Напротив, в обществах материалистических
, изгнавших себя от Бога, все эти идеи принимают искаженные, порой уродливые черты. Право низводится до способа обеспечения интересов отдельных групп населения, утрачивает идею справедливости, которая некогда животворила бумажные нормы закона. Государство забывает об идее общего блага, которая всегда лежала в основе этого высшего политического союза. Оно превращается в аппарат принуждения и злодейства. Свобода, за которую пролиты реки крови, низводится до экономической категории; сегодня свободен тот, кто потребляет, и чем более человек ест, тем более, говорят нам, он свободнее.Автор этих строк вполне согласен с тезисом, который вывел один современный автор: «Сущность правосознания состоит в подчинении своей гордыни принципу любви к ближнему»[956]
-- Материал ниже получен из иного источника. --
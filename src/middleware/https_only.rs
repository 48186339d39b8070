//! HTTP → HTTPS redirect filter.
//!
//! The decision for each request runs in four steps and stops at the first
//! one that applies:
//!
//! 1. Scheme is anything but `http` (case-insensitive) → continue.
//! 2. Path is an exact exclusion → continue.
//! 3. Path's first segment (`/js/` of `/js/app.js`) is a folder exclusion → continue.
//! 4. Otherwise redirect to `https://{host}[:{port}]{path_base}{path}[?{query}]`.
//!
//! The port of the incoming `Host` header is always dropped. The configured
//! port is appended unless it is 443.

use std::future::Future;

use http::header::{HOST, HeaderValue, LOCATION};
use tracing::{debug, trace};

use crate::error::Error;
use crate::exchange::{Exchange, RequestHead};
use crate::exclusions::Exclusions;
use crate::response::Response;
use crate::status::RedirectStatus;

const DEFAULT_HTTPS_PORT: u16 = 443;

/// What to do with one request.
#[derive(Clone, Debug, Eq, PartialEq)]
pub enum Decision {
    /// Hand the request to the next pipeline stage untouched.
    Continue,
    /// Answer with a redirect; the next stage is never reached.
    Redirect(Redirect),
}

/// A computed redirect: target URL plus the configured status.
#[derive(Clone, Debug, Eq, PartialEq)]
pub struct Redirect {
    pub location: String,
    pub status: RedirectStatus,
}

impl Redirect {
    /// Bodiless response carrying the status and a `location` header.
    pub fn into_response(self) -> Response {
        Response::builder()
            .status(self.status.status_code())
            .header("location", &self.location)
            .no_body()
    }
}

/// Redirects plaintext requests to their HTTPS equivalent.
///
/// Immutable once built; share it behind an `Arc` across every connection.
///
/// ```rust
/// use https_only::{Decision, HttpsOnly, RequestHead};
///
/// let policy = HttpsOnly::create(44300, 301, &["/js/*", "/favicon.ico"]).unwrap();
///
/// let head = RequestHead::new("http", "/index.html").with_host("site.com");
/// match policy.decide(&head).unwrap() {
///     Decision::Redirect(r) => assert_eq!(r.location, "https://site.com:44300/index.html"),
///     Decision::Continue => unreachable!(),
/// }
///
/// let head = RequestHead::new("http", "/js/app.js").with_host("site.com");
/// assert_eq!(policy.decide(&head).unwrap(), Decision::Continue);
/// ```
#[derive(Clone, Debug)]
pub struct HttpsOnly {
    port: u16,
    status: RedirectStatus,
    exclusions: Exclusions,
}

impl HttpsOnly {
    /// Builds a policy from a raw status code.
    ///
    /// Fails with [`Error::InvalidConfiguration`] unless `code` is 301, 303
    /// or 307.
    pub fn create<S: AsRef<str>>(port: u16, code: u16, exclusions: &[S]) -> Result<Self, Error> {
        let status = RedirectStatus::try_from(code)?;
        Ok(Self::new(port, status, exclusions))
    }

    /// Builds a policy from an already-valid status.
    pub fn new<I, S>(port: u16, status: RedirectStatus, exclusions: I) -> Self
    where
        I: IntoIterator<Item = S>,
        S: AsRef<str>,
    {
        let exclusions = Exclusions::new(exclusions);
        debug!(
            port,
            status = %status,
            absolute = exclusions.absolute().map_or(0, |s| s.len()),
            partial = exclusions.partial().map_or(0, |s| s.len()),
            "https-only policy configured"
        );
        Self { port, status, exclusions }
    }

    pub fn builder() -> HttpsOnlyBuilder {
        HttpsOnlyBuilder::default()
    }

    pub fn port(&self) -> u16 { self.port }
    pub fn status(&self) -> RedirectStatus { self.status }
    pub fn exclusions(&self) -> &Exclusions { &self.exclusions }

    /// Whether `path` is exempt from redirection (steps 2 and 3).
    pub fn is_excluded(&self, path: &str) -> bool {
        self.exclusions.matches(path)
    }

    /// Judges one request without touching it.
    pub fn decide(&self, head: &RequestHead) -> Result<Decision, Error> {
        if !head.scheme.eq_ignore_ascii_case("http") {
            trace!(scheme = %head.scheme, "secure scheme, passing through");
            return Ok(Decision::Continue);
        }
        if self.exclusions.matches_absolute(&head.path) {
            trace!(path = %head.path, "absolute exclusion, passing through");
            return Ok(Decision::Continue);
        }
        if self.exclusions.matches_partial(&head.path) {
            trace!(path = %head.path, "partial exclusion, passing through");
            return Ok(Decision::Continue);
        }

        let location = self.location(head)?;
        debug!(%location, status = %self.status, "redirecting to https");
        Ok(Decision::Redirect(Redirect { location, status: self.status }))
    }

    /// Composes the HTTPS URL for `head`, ignoring scheme and exclusions.
    pub fn location(&self, head: &RequestHead) -> Result<String, Error> {
        let host = head.headers.get(HOST).ok_or(Error::MissingHost)?;
        let host = host.to_str().map_err(|_| Error::InvalidHost)?;

        // A colon in first position is kept; there is no host before it.
        let host = match host.find(':') {
            Some(colon) if colon > 0 => &host[..colon],
            _ => host,
        };

        let mut url = String::with_capacity(
            "https://".len() + host.len() + 6 + head.path_base.len() + head.path.len()
                + head.query.as_ref().map_or(0, |q| q.len() + 1),
        );
        url.push_str("https://");
        url.push_str(host);
        if self.port != DEFAULT_HTTPS_PORT {
            url.push(':');
            url.push_str(&self.port.to_string());
        }
        url.push_str(&head.path_base);
        url.push_str(&head.path);
        if let Some(query) = head.query.as_deref().filter(|q| !q.trim().is_empty()) {
            url.push('?');
            url.push_str(query);
        }
        Ok(url)
    }

    /// Runs the filter as one stage of a pipeline.
    ///
    /// On pass-through `next` is called exactly once and awaited; nothing on
    /// the exchange is changed by the filter. On redirect the `Location`
    /// header (replacing any earlier value) and the status are written to
    /// `exchange.response`, `next` is dropped uncalled, and the returned
    /// future is ready on its first poll.
    pub async fn call<N, Fut>(&self, exchange: &mut Exchange, next: N) -> Result<(), Error>
    where
        N: FnOnce(&mut Exchange) -> Fut,
        Fut: Future<Output = ()>,
    {
        match self.decide(&exchange.request)? {
            Decision::Continue => {
                next(exchange).await;
            }
            Decision::Redirect(redirect) => {
                let location = HeaderValue::from_str(&redirect.location)?;
                exchange.response.headers.insert(LOCATION, location);
                exchange.response.status = Some(redirect.status.status_code());
            }
        }
        Ok(())
    }
}

impl Default for HttpsOnly {
    fn default() -> Self {
        Self::new(DEFAULT_HTTPS_PORT, RedirectStatus::default(), Vec::<String>::new())
    }
}

/// Fluent builder for [`HttpsOnly`].
///
/// Defaults: port 443, `301 Moved Permanently`, no exclusions.
///
/// ```rust
/// use https_only::{HttpsOnly, RedirectStatus};
///
/// let policy = HttpsOnly::builder()
///     .port(8443)
///     .status(RedirectStatus::TemporaryRedirect)
///     .exclude("/.well-known/*")
///     .exclude("/healthz")
///     .build()
///     .unwrap();
/// assert_eq!(policy.port(), 8443);
///
/// assert!(HttpsOnly::builder().status_code(302).build().is_err());
/// ```
#[derive(Debug)]
pub struct HttpsOnlyBuilder {
    port: u16,
    code: u16,
    exclusions: Vec<String>,
}

impl Default for HttpsOnlyBuilder {
    fn default() -> Self {
        Self {
            port: DEFAULT_HTTPS_PORT,
            code: RedirectStatus::default().as_u16(),
            exclusions: Vec::new(),
        }
    }
}

impl HttpsOnlyBuilder {
    pub fn port(mut self, port: u16) -> Self {
        self.port = port;
        self
    }

    pub fn status(mut self, status: RedirectStatus) -> Self {
        self.code = status.as_u16();
        self
    }

    /// Raw status code; an invalid value is reported by [`build`](Self::build).
    pub fn status_code(mut self, code: u16) -> Self {
        self.code = code;
        self
    }

    /// Adds one exclusion. A trailing `/*` exempts the whole first-level folder.
    pub fn exclude(mut self, path: impl Into<String>) -> Self {
        self.exclusions.push(path.into());
        self
    }

    pub fn exclusions<I, S>(mut self, paths: I) -> Self
    where
        I: IntoIterator<Item = S>,
        S: Into<String>,
    {
        self.exclusions.extend(paths.into_iter().map(Into::into));
        self
    }

    pub fn build(self) -> Result<HttpsOnly, Error> {
        HttpsOnly::create(self.port, self.code, &self.exclusions)
    }
}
. Позволим себе привести и другой отрывок, при чтении которого невольно жалеешь, что не ты автор этих строк. «Активное стремление христианина к стяжанию Святого Духа, должно, в первую очередь, найти свое практическое воплощение в молитве. В целом же Православная Церковь учит, что вся земная человеческая жизнь в идеале должна быть непрерывной молитвой.Только нахождение человека в состоянии непрерывного молитвенного общения с Богом дает ему возможность адекватно воспринимать других людей не в качестве эгоистической самости, а как образ и подобие Божие. Общение человека с Богом не только способствует возрастанию силы его любви к Нему, но и видя в другом человеке чадо Божие, он возрастает в любви ко всем людям»[957]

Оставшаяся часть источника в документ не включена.